- [Task directions]
Please report how many lines in the records below contain "pairs". Reply with the number alone.

- [Source data]
use std::collections::{BTreeMap, HashMap};
use std::sync::Arc;
use std::thread;

use toml_codec::{
    decode, decode_str, encode, from_str, get, get_grouped, toml, toml_enum, toml_record,
    CodecBuilder, Conversion, Decoder, DecoderBuilder, Encoder, EncoderBuilder, Error, Shape,
    TomlTable, TomlValue,
};

toml_enum! {
    #[derive(Debug, Clone, Copy, PartialEq)]
    enum Role {
        Admin,
        Member,
    }
}

toml_record! {
    #[derive(Debug, Clone, PartialEq)]
    struct User {
        id: u32,
        name: String,
        role: Role,
        tags: Vec<String>,
        email: Option<String>,
    }
}

toml_record! {
    #[derive(Debug, Clone, PartialEq)]
    struct Team {
        title: String,
        members: Vec<User>,
        limits: BTreeMap<String, i64>,
    }
}

toml_record! {
    #[derive(Debug, Clone, PartialEq)]
    struct Point {
        x: i64,
        y: i64,
    }
}

const TEAM: &str = r#"
title = "core"

[limits]
cpu = 4
memory = 2048

[[members]]
id = 1
name = "Alice"
role = "Admin"
tags = ["ops", "dev"]

[[members]]
id = 2
name = "Bob"
role = "Member"
tags = []
email = "bob@example.org"
"#;

fn table(value: TomlValue) -> TomlTable {
    match value {
        TomlValue::Table(table) => table,
        other => panic!("expected a table, got {}", other),
    }
}

#[test]
fn test_decode_nested_records() {
    let team: Team = decode_str(TEAM).unwrap();
    assert_eq!(team.title, "core");
    assert_eq!(team.limits["memory"], 2048);
    assert_eq!(team.members.len(), 2);
    assert_eq!(team.members[0].role, Role::Admin);
    assert_eq!(team.members[0].email, None);
    assert_eq!(team.members[1].email.as_deref(), Some("bob@example.org"));
}

#[test]
fn test_round_trip_through_tree() {
    let team: Team = decode_str(TEAM).unwrap();
    let encoded = encode(&team).unwrap();
    let decoded: Team = decode(&encoded).unwrap();
    assert_eq!(decoded, team);
}

#[test]
fn test_deepest_error_is_reported() {
    let err = decode_str::<Team>(&TEAM.replace("role = \"Member\"", "role = \"Guest\"")).unwrap_err();
    match err {
        Error::Decoding { value, target, .. } => {
            assert_eq!(*value, TomlValue::from("Guest"));
            assert_eq!(target, Shape::constants::<Role>());
        }
        other => panic!("unexpected error: {}", other),
    }
}

#[test]
fn test_missing_required_field() {
    let err = decode_str::<User>("id = 1\nrole = \"Admin\"\ntags = []").unwrap_err();
    assert_eq!(err.to_string(), "Missing field `name` for record User");
}

#[test]
fn test_decline_chaining() {
    let decoder = DecoderBuilder::new()
        .with_decoder::<Point, _>(|_, _, _| Ok(Conversion::Declined))
        .with_decoder::<Point, _>(|_, _, value| {
            // "x,y"
            let Some(text) = value.as_str() else {
                return Ok(Conversion::Declined);
            };
            let Some((x, y)) = text.split_once(',') else {
                return Err(Error::custom(format!("bad point `{}`", text)));
            };
            match (x.trim().parse(), y.trim().parse()) {
                (Ok(x), Ok(y)) => Ok(Conversion::Converted(Point { x, y })),
                _ => Err(Error::custom(format!("bad point `{}`", text))),
            }
        })
        .build();

    assert_eq!(
        decoder.decode::<Point>(&toml!("3, 4")).unwrap(),
        Point { x: 3, y: 4 }
    );
    assert_eq!(
        decoder.decode::<Point>(&toml!({"x": 1, "y": 2})).unwrap(),
        Point { x: 1, y: 2 }
    );
    assert!(decoder.decode::<Point>(&toml!(7)).unwrap_err().is_decoding());
}

#[test]
fn test_default_backfill() {
    let decoder = DecoderBuilder::new()
        .with_default(&Point { x: 0, y: 0 })
        .build();
    let point: Point = decoder.decode(&toml!({"x": 42})).unwrap();
    assert_eq!(point, Point { x: 42, y: 0 });
}

#[test]
fn test_mapping_validation_is_eager() {
    let err = DecoderBuilder::new()
        .with_mapping::<Point>(&[("X", "z")])
        .unwrap_err();
    assert!(matches!(err, Error::Config(_)));

    let err = Encoder::new()
        .with_mapping::<Point>(&[("y", "x")])
        .unwrap_err();
    assert!(matches!(err, Error::Config(_)));
}

#[test]
fn test_mapping_round_trip() {
    let pairs = [("user_id", "id"), ("display_name", "name")];
    let decoder = Decoder::new().with_mapping::<User>(&pairs).unwrap();
    let encoder = Encoder::new().with_mapping::<User>(&pairs).unwrap();

    let user = User {
        id: 9,
        name: "Zed".into(),
        role: Role::Member,
        tags: vec!["a".into()],
        email: None,
    };
    let encoded = encoder.encode(&user).unwrap();
    let keys: Vec<&String> = encoded.as_table().unwrap().keys().collect();
    assert_eq!(keys, vec!["user_id", "display_name", "role", "tags"]);
    assert_eq!(decoder.decode::<User>(&encoded).unwrap(), user);
}

#[test]
fn test_codec_shares_one_mapping_registration() {
    let codec = CodecBuilder::new()
        .with_mapping::<User>(&[("user_id", "id"), ("display_name", "name")])
        .unwrap()
        .with_default(&User {
            id: 0,
            name: "anonymous".into(),
            role: Role::Member,
            tags: Vec::new(),
            email: None,
        })
        .build();

    let user: User = codec.decode(&toml!({"user_id": 3})).unwrap();
    assert_eq!(user.name, "anonymous");
    let encoded = codec.encode(&user).unwrap();
    assert_eq!(encoded.as_table().unwrap().get("display_name"), Some(&toml!("anonymous")));
    assert_eq!(codec.decode::<User>(&encoded).unwrap(), user);
}

#[test]
fn test_builder_errors_are_debuggable() {
    let err = DecoderBuilder::new()
        .with_mapping::<Point>(&[("X", "x"), ("X", "y")])
        .unwrap_err();
    assert!(matches!(err, Error::Config(_)));
    let builder = EncoderBuilder::new().with_mapping::<Point>(&[("X", "x")]).unwrap();
    assert_eq!(format!("{:?}", builder), "EncoderBuilder { converters: 0, mappings: 1 }");
}

#[test]
fn test_registration_returns_new_engine() {
    let base = Decoder::new();
    let strict = base.with_decoder::<i64, _>(|_, _, value| match value {
        TomlValue::Integer(n) if *n < 0 => Err(Error::custom("negative")),
        _ => Ok(Conversion::Declined),
    });
    assert_eq!(base.decode::<i64>(&toml!((-1))).unwrap(), -1);
    assert!(strict.decode::<i64>(&toml!((-1))).is_err());
    assert_eq!(strict.decode::<i64>(&toml!(1)).unwrap(), 1);
}

#[test]
fn test_engines_are_shared_across_threads() {
    let decoder = Arc::new(
        DecoderBuilder::new()
            .with_default(&Point { x: 0, y: 0 })
            .build(),
    );
    let handles: Vec<_> = (0..4_i64)
        .map(|i| {
            let decoder = Arc::clone(&decoder);
            thread::spawn(move || {
                let mut doc = TomlTable::new();
                doc.insert("x".into(), TomlValue::from(i));
                decoder.decode::<Point>(&TomlValue::Table(doc)).unwrap()
            })
        })
        .collect();
    for (i, handle) in handles.into_iter().enumerate() {
        assert_eq!(handle.join().unwrap(), Point { x: i as i64, y: 0 });
    }
}

#[test]
fn test_encoder_converters_and_omission() {
    let encoder = EncoderBuilder::new()
        .with_encoder::<Role, _>(|_, role| {
            Ok(Conversion::Converted(TomlValue::from(match role {
                Role::Admin => "admin",
                Role::Member => "member",
            })))
        })
        .build();

    let mut by_name: HashMap<String, Option<Role>> = HashMap::new();
    by_name.insert("a".into(), Some(Role::Admin));
    by_name.insert("b".into(), None);
    assert_eq!(encoder.encode(&by_name).unwrap(), toml!({"a": "admin"}));
}

#[test]
fn test_traversal_missing_path() {
    let root = table(toml!({"a": {"b": 1}}));
    assert_eq!(get::<i64>(&root, &["a", "missing"]).unwrap(), None);
    assert_eq!(get::<i64>(&root, &["nothing", "here"]).unwrap(), None);
}

#[test]
fn test_traversal_fan_out() {
    let root = from_str("[[foo]]\na = \"x\"\n[[foo]]\na = \"y\"\nc = \"w\"").unwrap();
    assert_eq!(
        get::<Vec<String>>(&root, &["foo", "a"]).unwrap(),
        Some(vec!["x".to_string(), "y".to_string()])
    );
    assert_eq!(
        get::<Vec<String>>(&root, &["foo", "c"]).unwrap(),
        Some(vec!["w".to_string()])
    );
}

#[test]
fn test_traversal_type_mismatch_is_an_error() {
    let root = from_str("[server]\nhost = \"h\"").unwrap();
    let err = get::<String>(&root, &["server"]).unwrap_err();
    assert!(matches!(err, Error::Decoding { .. }));
}

#[test]
fn test_traversal_into_records() {
    let root = from_str(TEAM).unwrap();
    let members: Vec<User> = get(&root, &["members"]).unwrap().unwrap();
    assert_eq!(members[1].name, "Bob");
    let tags: Vec<Vec<String>> = get_grouped(&root, &["members", "tags"]).unwrap().unwrap();
    assert_eq!(tags, vec![vec!["ops".to_string(), "dev".to_string()], vec![]]);
}

#[test]
fn test_serde_json_interop() {
    let value = toml!({"name": "x", "list": [1, 2.5, true], "nested": {"k": "v"}});
    let json = serde_json::to_value(&value).unwrap();
    assert_eq!(
        json,
        serde_json::json!({"name": "x", "list": [1, 2.5, true], "nested": {"k": "v"}})
    );
    let back: TomlValue = serde_json::from_value(json).unwrap();
    assert_eq!(back, value);
    assert!(serde_json::from_str::<TomlValue>("{\"a\": null}").is_err());
}

#[test]
fn test_datetimes_serialize_as_strings() {
    let root = from_str("when = 1979-05-27T07:32:00Z").unwrap();
    let json = serde_json::to_string(&root).unwrap();
    assert_eq!(json, r#"{"when":"1979-05-27T07:32:00+00:00"}"#);
}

- [Answer for this exercise]
3